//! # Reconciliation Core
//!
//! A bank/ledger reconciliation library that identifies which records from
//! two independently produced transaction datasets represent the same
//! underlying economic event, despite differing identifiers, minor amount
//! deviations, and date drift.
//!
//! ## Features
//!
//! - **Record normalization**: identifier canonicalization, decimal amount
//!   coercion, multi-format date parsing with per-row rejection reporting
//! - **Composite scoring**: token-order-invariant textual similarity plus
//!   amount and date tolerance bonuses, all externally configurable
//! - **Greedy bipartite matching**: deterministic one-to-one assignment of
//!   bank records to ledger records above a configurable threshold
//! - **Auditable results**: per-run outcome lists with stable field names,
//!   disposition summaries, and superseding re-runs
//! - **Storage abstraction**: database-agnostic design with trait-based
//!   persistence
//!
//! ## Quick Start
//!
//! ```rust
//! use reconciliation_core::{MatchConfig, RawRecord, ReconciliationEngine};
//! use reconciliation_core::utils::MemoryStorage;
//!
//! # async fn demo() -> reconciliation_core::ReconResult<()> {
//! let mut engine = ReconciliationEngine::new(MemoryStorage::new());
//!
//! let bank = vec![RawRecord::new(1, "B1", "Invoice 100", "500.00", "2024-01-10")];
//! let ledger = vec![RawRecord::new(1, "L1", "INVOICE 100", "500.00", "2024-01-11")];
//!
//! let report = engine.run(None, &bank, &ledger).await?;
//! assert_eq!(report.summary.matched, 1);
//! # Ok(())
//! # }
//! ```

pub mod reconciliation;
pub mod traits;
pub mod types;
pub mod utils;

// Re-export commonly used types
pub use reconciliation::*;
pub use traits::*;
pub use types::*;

____

WHAT TO WORK ON: Return every line in the listing that contains the word "MemoryStorage".

ANSWER BOX:
//! use reconciliation_core::utils::MemoryStorage;
//! let mut engine = ReconciliationEngine::new(MemoryStorage::new());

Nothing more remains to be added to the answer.